I do agree with the not identifying people or doing the just slightly disguised 'I'm not actually saying their name' thing. Many of us, me included, haven't been as good as we should have with that and it's caused more harm than help. But I don't personally see using an objectionable phrase someone subjected you to as identifying them in any way. A lot of us have mentioned the stupid 'Kneel Bitch' things we get. I think it helps, both the recipient and the other folks out there wondering if they are the only person who gets talked to that way randomly.
4 years ago
SchrodingersDinosaur​(switch female) - No shade, btw, for anyone that elects to delete and block. We all have to do what works best in the moment. I'm rather crotchety and generally prefer to reciprocate when I feel it's warranted. A few folks have actually learned from the encounter but truthfully most don't, clapping back is more for my stress relief than changing some douchecanoe's behavior.
4 years ago
rosethorn​(sub female) - Same thats why im thorny.
So here goes...
I see you don't like type d, you deserve better than type d why don't you bend over and i can use my tongue or something to that effect.
I have nothing against types in this lifestyle but I have limits for a reason its trauma inducing
4 years ago
SchrodingersDinosaur​(switch female) - It isn't afoul of the rules to discuss something said to you by an asshat, as long as you don't identify said asshat.
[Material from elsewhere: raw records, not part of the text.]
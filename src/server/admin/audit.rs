use std::sync::Arc;

use axum::{
    Json,
    extract::{Path, Query, State},
    response::IntoResponse,
};

use crate::auth::RequireAdmin;
use crate::server::AppState;
use crate::server::dto::AuditQuery;
use crate::server::response::{
    ApiError, ApiResponse, PaginatedResponse, PaginationParams, StoreOptionExt,
};
use crate::store::SecurityAuditFilter;

pub async fn list_audit_logs(
    _admin: RequireAdmin,
    State(state): State<Arc<AppState>>,
    Query(query): Query<AuditQuery>,
) -> impl IntoResponse {
    let filter = SecurityAuditFilter {
        event_type: query.event_type.filter(|s| !s.is_empty()),
        category: query.category.filter(|s| !s.is_empty()),
        severity: query.severity.filter(|s| !s.is_empty()),
        actor_user_id: query.actor_user_id,
        success: query.success,
    };
    let (page, page_size) = PaginationParams {
        page: query.page,
        page_size: query.page_size,
    }
    .resolve();

    let (events, total) = state
        .store
        .list_security_audit(&filter, page, page_size)?;
    Ok::<_, ApiError>(Json(PaginatedResponse::new(events, total, page, page_size)))
}

pub async fn get_audit_log(
    _admin: RequireAdmin,
    State(state): State<Arc<AppState>>,
    Path(id): Path<i64>,
) -> impl IntoResponse {
    let event = state
        .store
        .get_security_audit(id)?
        .or_not_found("Audit event not found")?;
    Ok::<_, ApiError>(Json(ApiResponse::success(event)))
}

pub async fn audit_stats(
    _admin: RequireAdmin,
    State(state): State<Arc<AppState>>,
) -> impl IntoResponse {
    let stats = state.store.security_audit_stats()?;
    Ok::<_, ApiError>(Json(ApiResponse::success(stats)))
}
You have every right to be offended by someone who approached you crassly. Sharing it here is for your benefit (this is our space to unburden), it's to the benefit of the new people (so they realize that their feelings of being offended are valid, that 'real' subs don't just allow anyone to say anything to them and accept it with a smile and downcast eyes), and hell, maybe might even help the obviously confused person who thought that was an acceptable way to contact (is a long-shot, but could happen!).
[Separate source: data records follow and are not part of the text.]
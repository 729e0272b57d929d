//! Per-stack serialized operation queue.
//!
//! Each `(server, stack)` pair gets one worker task fed by a FIFO channel of
//! operation ids. Rows live in the store; the channel only carries ids, so a
//! restart loses nothing: [`QueueService::replay`] resubmits queued rows.

mod reaper;
mod worker;

use std::collections::{HashMap, HashSet};
use std::sync::{Arc, Mutex, RwLock};

use chrono::Utc;
use serde::Serialize;
use tokio::sync::mpsc;
use tokio::task::JoinHandle;
use tokio_util::sync::CancellationToken;
use tracing::{info, warn};

use crate::audit::{AuditWriter, OperationMirror, RequestMeta};
use crate::config::QueueConfig;
use crate::error::{Error, Result};
use crate::operations::OperationService;
use crate::rbac::{Authorizer, Principal};
use crate::store::Store;
use crate::types::permission::STACKS_MANAGE;
use crate::types::{OperationRequest, OperationStatus, QueuedOperation};

pub type StackKey = (i64, String);

/// What intake reports for one queued operation.
#[derive(Debug, Clone, Serialize)]
#[serde(rename_all = "camelCase")]
pub struct Enqueued {
    pub operation_id: String,
    pub position_in_queue: i64,
}

#[derive(Debug, Clone, Serialize)]
#[serde(rename_all = "camelCase")]
pub struct BatchMember {
    pub operation_id: String,
    pub order: i32,
    #[serde(skip_serializing_if = "Option::is_none")]
    pub depends_on: Option<String>,
}

#[derive(Debug, Clone, Serialize)]
#[serde(rename_all = "camelCase")]
pub struct BatchEnqueued {
    pub batch_id: String,
    pub operations: Vec<BatchMember>,
    pub position_in_queue: i64,
}

struct StackWorker {
    sender: mpsc::Sender<String>,
    /// Serializes insert-then-send so channel order matches `queued_at`.
    intake: tokio::sync::Mutex<()>,
}

pub(crate) struct QueueInner {
    store: Arc<dyn Store>,
    authorizer: Authorizer,
    audit: AuditWriter,
    operations: Arc<OperationService>,
    mirror: Arc<OperationMirror>,
    config: QueueConfig,
    cancel: CancellationToken,
    workers: RwLock<HashMap<StackKey, Arc<StackWorker>>>,
    /// Operation ids currently executing in this process.
    active: Mutex<HashSet<String>>,
    handles: Mutex<Vec<JoinHandle<()>>>,
}

#[derive(Clone)]
pub struct QueueService {
    inner: Arc<QueueInner>,
}

/// `op_` followed by the first 8 hex digits of a v4 uuid.
#[must_use]
pub fn new_operation_id() -> String {
    let id = uuid::Uuid::new_v4().simple().to_string();
    format!("op_{}", &id[..8])
}

impl QueueService {
    pub fn new(
        store: Arc<dyn Store>,
        authorizer: Authorizer,
        audit: AuditWriter,
        operations: Arc<OperationService>,
        mirror: Arc<OperationMirror>,
        config: QueueConfig,
        cancel: CancellationToken,
    ) -> Self {
        Self {
            inner: Arc::new(QueueInner {
                store,
                authorizer,
                audit,
                operations,
                mirror,
                config,
                cancel,
                workers: RwLock::new(HashMap::new()),
                active: Mutex::new(HashSet::new()),
                handles: Mutex::new(Vec::new()),
            }),
        }
    }

    fn worker_for(&self, key: &StackKey) -> Arc<StackWorker> {
        if let Some(worker) = self
            .inner
            .workers
            .read()
            .unwrap_or_else(|e| e.into_inner())
            .get(key)
        {
            return worker.clone();
        }

        let mut workers = self.inner.workers.write().unwrap_or_else(|e| e.into_inner());
        workers
            .entry(key.clone())
            .or_insert_with(|| {
                let (tx, rx) = mpsc::channel(self.inner.config.channel_capacity.max(1));
                let inner = self.inner.clone();
                let task_key = key.clone();
                let handle = tokio::spawn(async move { worker::run(inner, task_key, rx).await });
                self.inner
                    .handles
                    .lock()
                    .unwrap_or_else(|e| e.into_inner())
                    .push(handle);
                info!(server_id = key.0, stack = %key.1, "stack worker started");
                Arc::new(StackWorker {
                    sender: tx,
                    intake: tokio::sync::Mutex::new(()),
                })
            })
            .clone()
    }

    fn authorize(
        &self,
        principal: &Principal,
        server_id: i64,
        stack: &str,
        meta: &RequestMeta,
    ) -> Result<()> {
        match self.inner.store.get_server(server_id)? {
            Some(server) if server.is_active => {}
            _ => return Err(Error::NotFound),
        }
        if self
            .inner
            .authorizer
            .effective_allow(principal, server_id, stack, STACKS_MANAGE)?
        {
            return Ok(());
        }
        self.inner
            .audit
            .authorization_denied(principal, server_id, stack, STACKS_MANAGE, meta);
        Err(Error::Forbidden(format!(
            "{STACKS_MANAGE} required on stack {stack}"
        )))
    }

    fn build_row(
        principal: &Principal,
        server_id: i64,
        stack: &str,
        request: &OperationRequest,
    ) -> Result<QueuedOperation> {
        validate_request(stack, request)?;
        Ok(QueuedOperation {
            id: 0,
            operation_id: new_operation_id(),
            user_id: principal.user_id(),
            server_id,
            stack_name: stack.to_string(),
            command: request.command.clone(),
            options: request.encoded_options()?,
            services: request.encoded_services()?,
            status: OperationStatus::Queued,
            priority: 0,
            batch_id: None,
            order_index: 0,
            depends_on: None,
            webhook_id: principal.webhook_id(),
            queued_at: Utc::now(),
            started_at: None,
            completed_at: None,
            error: None,
        })
    }

    async fn submit(&self, worker: &StackWorker, operation_id: String) -> Result<()> {
        worker
            .sender
            .send(operation_id)
            .await
            .map_err(|_| Error::Cancelled)
    }

    pub async fn enqueue_one(
        &self,
        principal: &Principal,
        server_id: i64,
        stack: &str,
        request: &OperationRequest,
        meta: &RequestMeta,
    ) -> Result<Enqueued> {
        self.authorize(principal, server_id, stack, meta)?;
        let mut row = Self::build_row(principal, server_id, stack, request)?;

        let key = (server_id, stack.to_string());
        let worker = self.worker_for(&key);
        let position;
        {
            let _intake = worker.intake.lock().await;
            row.queued_at = Utc::now();
            row.id = self.inner.store.create_queued_operation(&row)?;
            self.inner.mirror.record("create", &row);
            position = self.inner.store.queue_position(&row)?;
            self.submit(&worker, row.operation_id.clone()).await?;
        }

        info!(
            operation_id = %row.operation_id,
            server_id,
            stack,
            command = %row.command,
            position,
            "operation queued"
        );
        Ok(Enqueued {
            operation_id: row.operation_id,
            position_in_queue: position,
        })
    }

    /// Queues `requests` as one batch. Member *i* depends on member *i-1*;
    /// only the head is handed to the worker, which walks the chain itself.
    pub async fn enqueue_batch(
        &self,
        principal: &Principal,
        server_id: i64,
        stack: &str,
        requests: &[OperationRequest],
        meta: &RequestMeta,
    ) -> Result<BatchEnqueued> {
        if requests.is_empty() {
            return Err(Error::Validation("operations must not be empty".into()));
        }
        for _ in requests {
            self.authorize(principal, server_id, stack, meta)?;
        }

        let batch_id = uuid::Uuid::new_v4().to_string();
        let mut rows = Vec::with_capacity(requests.len());
        let mut previous: Option<String> = None;
        for (index, request) in requests.iter().enumerate() {
            let mut row = Self::build_row(principal, server_id, stack, request)?;
            row.batch_id = Some(batch_id.clone());
            row.order_index = i32::try_from(index)
                .map_err(|_| Error::Validation("too many operations in batch".into()))?;
            row.depends_on = previous.replace(row.operation_id.clone());
            rows.push(row);
        }

        let key = (server_id, stack.to_string());
        let worker = self.worker_for(&key);
        let position;
        {
            let _intake = worker.intake.lock().await;
            let queued_at = Utc::now();
            for row in &mut rows {
                row.queued_at = queued_at;
                row.id = self.inner.store.create_queued_operation(row)?;
                self.inner.mirror.record("create", row);
            }
            position = self.inner.store.queue_position(&rows[0])?;
            self.submit(&worker, rows[0].operation_id.clone()).await?;
        }

        info!(%batch_id, server_id, stack, size = rows.len(), "batch queued");
        Ok(BatchEnqueued {
            batch_id,
            operations: rows
                .into_iter()
                .map(|row| BatchMember {
                    operation_id: row.operation_id,
                    order: row.order_index,
                    depends_on: row.depends_on,
                })
                .collect(),
            position_in_queue: position,
        })
    }

    /// Resubmits every queued row, oldest first. Running rows are left for
    /// the reaper.
    pub async fn replay(&self) -> Result<usize> {
        let rows = self
            .inner
            .store
            .list_queued_operations_by_status(OperationStatus::Queued)?;
        let count = rows.len();
        for row in rows {
            let worker = self.worker_for(&(row.server_id, row.stack_name.clone()));
            let _intake = worker.intake.lock().await;
            self.submit(&worker, row.operation_id).await?;
        }
        if count > 0 {
            info!(count, "replayed queued operations");
        }
        Ok(count)
    }

    /// Spawns the periodic stale-operation sweep.
    pub fn start_reaper(&self) {
        let inner = self.inner.clone();
        let handle = tokio::spawn(async move { reaper::run(inner).await });
        self.inner
            .handles
            .lock()
            .unwrap_or_else(|e| e.into_inner())
            .push(handle);
    }

    /// One reaper pass. Returns the number of operations promoted.
    pub fn reap_stale(&self) -> Result<usize> {
        reaper::sweep(&self.inner)
    }

    #[must_use]
    pub fn worker_count(&self) -> usize {
        self.inner
            .workers
            .read()
            .unwrap_or_else(|e| e.into_inner())
            .len()
    }

    /// Waits for workers and the reaper after the root token is cancelled.
    pub async fn shutdown(&self) {
        self.inner.cancel.cancel();
        let handles: Vec<_> = self
            .inner
            .handles
            .lock()
            .unwrap_or_else(|e| e.into_inner())
            .drain(..)
            .collect();
        for handle in handles {
            if let Err(e) = handle.await {
                warn!(error = %e, "queue task ended abnormally");
            }
        }
    }
}

fn validate_request(stack: &str, request: &OperationRequest) -> Result<()> {
    if stack.trim().is_empty() {
        return Err(Error::Validation("stack name is required".into()));
    }
    if request.command.trim().is_empty() {
        return Err(Error::Validation("command is required".into()));
    }
    Ok(())
}

#[cfg(test)]
mod tests {
    use super::*;

    #[test]
    fn test_operation_id_format() {
        let id = new_operation_id();
        assert_eq!(id.len(), 11);
        assert!(id.starts_with("op_"));
        assert!(id[3..].chars().all(|c| c.is_ascii_hexdigit()));
        assert_ne!(new_operation_id(), new_operation_id());
    }

    #[test]
    fn test_validate_request() {
        let ok = OperationRequest {
            command: "up".into(),
            ..Default::default()
        };
        assert!(validate_request("web", &ok).is_ok());
        assert!(validate_request(" ", &ok).is_err());
        assert!(validate_request("web", &OperationRequest::default()).is_err());
    }
}
#[cfg(test)]
mod tests {
    use super::*;

    fn trigger(command: Option<&str>, operations: Option<Vec<OperationRequest>>) -> TriggerRequest {
        TriggerRequest {
            api_key: "wh_x".into(),
            server_id: 1,
            stack_name: "prod-web".into(),
            command: command.map(str::to_string),
            options: vec!["-d".into()],
            services: Vec::new(),
            operations,
        }
    }

    #[test]
    fn test_single_command_keeps_options() {
        match trigger(Some("up"), None).into_work().unwrap() {
            TriggerWork::Single(op) => {
                assert_eq!(op.command, "up");
                assert_eq!(op.options, vec!["-d".to_string()]);
            }
            TriggerWork::Batch(_) => panic!("expected a single operation"),
        }
    }

    #[test]
    fn test_operations_become_a_batch() {
        let ops = vec![
            OperationRequest {
                command: "pull".into(),
                ..Default::default()
            },
            OperationRequest {
                command: "up".into(),
                ..Default::default()
            },
        ];
        assert!(matches!(
            trigger(None, Some(ops)).into_work().unwrap(),
            TriggerWork::Batch(ops) if ops.len() == 2
        ));
    }

    #[test]
    fn test_trigger_body_must_name_work() {
        assert!(matches!(
            trigger(None, None).into_work(),
            Err(Error::Validation(_))
        ));
        assert!(matches!(
            trigger(Some("  "), None).into_work(),
            Err(Error::Validation(_))
        ));
        assert!(matches!(
            trigger(None, Some(Vec::new())).into_work(),
            Err(Error::Validation(_))
        ));
        assert!(matches!(
            trigger(Some("up"), Some(vec![OperationRequest::default()])).into_work(),
            Err(Error::Validation(_))
        ));
    }

    #[test]
    fn test_trigger_body_parses_batch_shape() {
        let raw = r#"{"api_key":"wh_abc","server_id":3,"stack_name":"prod-web",
            "operations":[{"command":"pull"},{"command":"up","options":["-d"]}]}"#;
        let parsed: TriggerRequest = serde_json::from_str(raw).unwrap();
        assert_eq!(parsed.server_id, 3);
        assert_eq!(parsed.operations.as_ref().map(Vec::len), Some(2));
        assert!(parsed.command.is_none());
    }
}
I'm sorry you were confronted like that, Rose. Can't promise that sharing that shit will actually make people stop thinking it's okay, but I know for me anyway, it's helpful to drag it into the light. No need to suffer in silence. *Henna hugs*
4 years ago
rosethorn​(sub female) - Aww thanks lovely, sounds silly but the mood i was in i did him a favour by blocking him. Your right i think other subs need to see each other say no this is not acceptable way to approach or even talk to us. Yes we may be into bdsm but im a human first.